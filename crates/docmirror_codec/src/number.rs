//! Arbitrary-width integers as they appear in pickles.
//!
//! Values that fit in an `i64` stay native; anything wider is kept as its
//! exact decimal text, which is all the JSON projection needs.

use std::cmp::Ordering;
use std::fmt;

/// An integer of any width.
#[derive(Debug, Clone, PartialEq, Eq)]
pub enum Integer {
    /// Fits in 64 bits.
    Small(i64),
    /// Wider than 64 bits, as normalized decimal text (optional `-`, no
    /// leading zeros).
    Big(String),
}

impl Integer {
    /// Decodes a little-endian two's-complement byte string (LONG1/LONG4).
    ///
    /// An empty byte string is zero.
    pub fn from_le_twos_complement(bytes: &[u8]) -> Self {
        let Some(&last) = bytes.last() else {
            return Self::Small(0);
        };
        let negative = last & 0x80 != 0;

        if bytes.len() <= 8 {
            let fill = if negative { 0xff } else { 0x00 };
            let mut buf = [fill; 8];
            buf[..bytes.len()].copy_from_slice(bytes);
            return Self::Small(i64::from_le_bytes(buf));
        }

        let mut magnitude = bytes.to_vec();
        if negative {
            negate_le(&mut magnitude);
        }
        let digits = le_bytes_to_decimal(&magnitude);
        Self::from_decimal_digits(negative, &digits)
    }

    /// Parses decimal text such as `-12` or `123456789012345678901234`.
    ///
    /// Returns `None` if the text is not an optionally signed run of ASCII
    /// digits.
    pub fn parse_decimal(text: &str) -> Option<Self> {
        let (negative, digits) = match text.as_bytes().first() {
            Some(b'-') => (true, &text[1..]),
            Some(b'+') => (false, &text[1..]),
            _ => (false, text),
        };
        if digits.is_empty() || !digits.bytes().all(|b| b.is_ascii_digit()) {
            return None;
        }
        Some(Self::from_decimal_digits(negative, digits))
    }

    fn from_decimal_digits(negative: bool, digits: &str) -> Self {
        let trimmed = digits.trim_start_matches('0');
        if trimmed.is_empty() {
            return Self::Small(0);
        }
        let text = if negative {
            format!("-{trimmed}")
        } else {
            trimmed.to_string()
        };
        match text.parse::<i64>() {
            Ok(value) => Self::Small(value),
            Err(_) => Self::Big(text),
        }
    }

    /// Returns the value as an `i64` if it fits.
    pub fn as_i64(&self) -> Option<i64> {
        match self {
            Self::Small(v) => Some(*v),
            Self::Big(_) => None,
        }
    }

    /// Returns true for zero.
    pub fn is_zero(&self) -> bool {
        matches!(self, Self::Small(0))
    }

    /// Approximates the value as a double.
    pub fn to_f64(&self) -> f64 {
        match self {
            #[allow(clippy::cast_precision_loss)]
            Self::Small(v) => *v as f64,
            Self::Big(text) => text.parse().unwrap_or(f64::NAN),
        }
    }

    fn is_negative(&self) -> bool {
        match self {
            Self::Small(v) => *v < 0,
            Self::Big(text) => text.starts_with('-'),
        }
    }

    /// Numeric comparison.
    pub fn cmp_value(&self, other: &Self) -> Ordering {
        match (self, other) {
            (Self::Small(a), Self::Small(b)) => a.cmp(b),
            _ => {
                let (a_neg, b_neg) = (self.is_negative(), other.is_negative());
                if a_neg != b_neg {
                    return if a_neg { Ordering::Less } else { Ordering::Greater };
                }
                let a = self.to_string();
                let b = other.to_string();
                let a_mag = a.trim_start_matches('-');
                let b_mag = b.trim_start_matches('-');
                let by_magnitude = a_mag.len().cmp(&b_mag.len()).then_with(|| a_mag.cmp(b_mag));
                if a_neg {
                    by_magnitude.reverse()
                } else {
                    by_magnitude
                }
            }
        }
    }
}

impl fmt::Display for Integer {
    fn fmt(&self, f: &mut fmt::Formatter<'_>) -> fmt::Result {
        match self {
            Self::Small(v) => write!(f, "{v}"),
            Self::Big(text) => f.write_str(text),
        }
    }
}

impl From<i64> for Integer {
    fn from(value: i64) -> Self {
        Self::Small(value)
    }
}

/// Two's-complement negation in place.
fn negate_le(bytes: &mut [u8]) {
    let mut carry = true;
    for byte in bytes.iter_mut() {
        let (sum, overflow) = (!*byte).overflowing_add(u8::from(carry));
        *byte = sum;
        carry = overflow;
    }
}

/// Converts an unsigned little-endian magnitude to decimal digits.
fn le_bytes_to_decimal(bytes: &[u8]) -> String {
    // Base 2^32 limbs, most significant first.
    let mut limbs: Vec<u32> = bytes
        .chunks(4)
        .rev()
        .map(|chunk| {
            let mut buf = [0u8; 4];
            buf[..chunk.len()].copy_from_slice(chunk);
            u32::from_le_bytes(buf)
        })
        .collect();

    const CHUNK: u64 = 1_000_000_000;
    let mut parts = Vec::new();
    while limbs.iter().any(|&l| l != 0) {
        let mut remainder = 0u64;
        for limb in limbs.iter_mut() {
            let acc = (remainder << 32) | u64::from(*limb);
            #[allow(clippy::cast_possible_truncation)]
            {
                *limb = (acc / CHUNK) as u32;
            }
            remainder = acc % CHUNK;
        }
        parts.push(remainder);
        while limbs.first() == Some(&0) {
            limbs.remove(0);
        }
    }

    let Some((most, rest)) = parts.split_last() else {
        return "0".to_string();
    };
    let mut out = most.to_string();
    for part in rest.iter().rev() {
        out.push_str(&format!("{part:09}"));
    }
    out
}

#[cfg(test)]
mod tests {
    use super::*;

    #[test]
    fn small_values_from_long1() {
        assert_eq!(Integer::from_le_twos_complement(&[]), Integer::Small(0));
        assert_eq!(Integer::from_le_twos_complement(&[0xff]), Integer::Small(-1));
        assert_eq!(Integer::from_le_twos_complement(&[0x00, 0x80]), Integer::Small(-32768));
        assert_eq!(Integer::from_le_twos_complement(&[0xff, 0x00]), Integer::Small(255));
    }

    #[test]
    fn wide_values_keep_every_digit() {
        // 1 << 90
        let mut bytes = vec![0u8; 12];
        bytes[11] = 0x04;
        assert_eq!(
            Integer::from_le_twos_complement(&bytes),
            Integer::Big("1237940039285380274899124224".into())
        );

        // -(1 << 70)
        let mut bytes = vec![0u8; 9];
        bytes[8] = 0xc0;
        assert_eq!(
            Integer::from_le_twos_complement(&bytes),
            Integer::Big("-1180591620717411303424".into())
        );
    }

    #[test]
    fn nine_byte_values_that_fit_stay_small() {
        // 2^63 - 1 padded with a sign byte.
        let bytes = [0xff, 0xff, 0xff, 0xff, 0xff, 0xff, 0xff, 0x7f, 0x00];
        assert_eq!(Integer::from_le_twos_complement(&bytes), Integer::Small(i64::MAX));
    }

    #[test]
    fn parse_decimal_normalizes() {
        assert_eq!(Integer::parse_decimal("0012"), Some(Integer::Small(12)));
        assert_eq!(Integer::parse_decimal("-0"), Some(Integer::Small(0)));
        assert_eq!(
            Integer::parse_decimal("1152921504606846976000"),
            Some(Integer::Big("1152921504606846976000".into()))
        );
        assert_eq!(Integer::parse_decimal("12a"), None);
        assert_eq!(Integer::parse_decimal(""), None);
    }

    #[test]
    fn ordering_spans_widths() {
        let big = Integer::parse_decimal("99999999999999999999").unwrap();
        let neg_big = Integer::parse_decimal("-99999999999999999999").unwrap();
        assert_eq!(Integer::Small(5).cmp_value(&big), Ordering::Less);
        assert_eq!(neg_big.cmp_value(&Integer::Small(-5)), Ordering::Less);
        assert_eq!(big.cmp_value(&big.clone()), Ordering::Equal);
    }
}
//! Archive destination configuration
//!
//! One section covers every backend; a backend is considered configured
//! when its primary key (DSN, dataset, bucket, or path) is non-empty.

use serde::Deserialize;

/// Settings for all archive destinations
///
/// # Example
///
/// ```toml
/// [storage]
/// ch_dsn = "http://clickhouse.example.com:8123"
/// gc_bucket = "logscore-archive"
/// avro_path = "/var/spool/archiver"
/// ```
#[derive(Debug, Clone, Deserialize)]
#[serde(default)]
pub struct StorageConfig {
    /// ClickHouse HTTP endpoint
    pub ch_dsn: String,

    /// ClickHouse database name
    /// Default: "default"
    pub ch_database: String,

    /// BigQuery dataset name; enables the bigquery archiver when set
    pub bq_dataset: String,

    /// BigQuery project ID
    /// Default: "ntppool"
    pub bq_project: String,

    /// Cloud storage bucket; enables the gcsavro archiver when set,
    /// and is also required for BigQuery load-job staging
    pub gc_bucket: String,

    /// Cloud storage project ID
    /// Default: "ntppool"
    pub gc_project: String,

    /// Content type for uploaded Avro blobs
    /// Default: "avro/binary"
    pub gc_content_type: String,

    /// Cache-control header for uploaded Avro blobs
    /// Default: "public, max-age=157248000"
    pub gc_cache_control: String,

    /// Local directory for Avro files; enables the fileavro archiver when set
    pub avro_path: String,

    /// Path to Google service account credentials
    /// Also settable via `GOOGLE_APPLICATION_CREDENTIALS`
    pub google_application_credentials: String,
}

impl Default for StorageConfig {
    fn default() -> Self {
        Self {
            ch_dsn: String::new(),
            ch_database: "default".into(),
            bq_dataset: String::new(),
            bq_project: "ntppool".into(),
            gc_bucket: String::new(),
            gc_project: "ntppool".into(),
            gc_content_type: "avro/binary".into(),
            gc_cache_control: "public, max-age=157248000".into(),
            avro_path: String::new(),
            google_application_credentials: String::new(),
        }
    }
}

impl StorageConfig {
    /// True when at least one backend is configured
    pub fn any_configured(&self) -> bool {
        !self.ch_dsn.is_empty()
            || !self.bq_dataset.is_empty()
            || !self.gc_bucket.is_empty()
            || !self.avro_path.is_empty()
    }
}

Prompt:
Find the lines in the records that contain the word "ntppool", then copy every one of them.

Exercise response:
    /// Default: "ntppool"
    /// Default: "ntppool"
            bq_project: "ntppool".into(),
            gc_project: "ntppool".into(),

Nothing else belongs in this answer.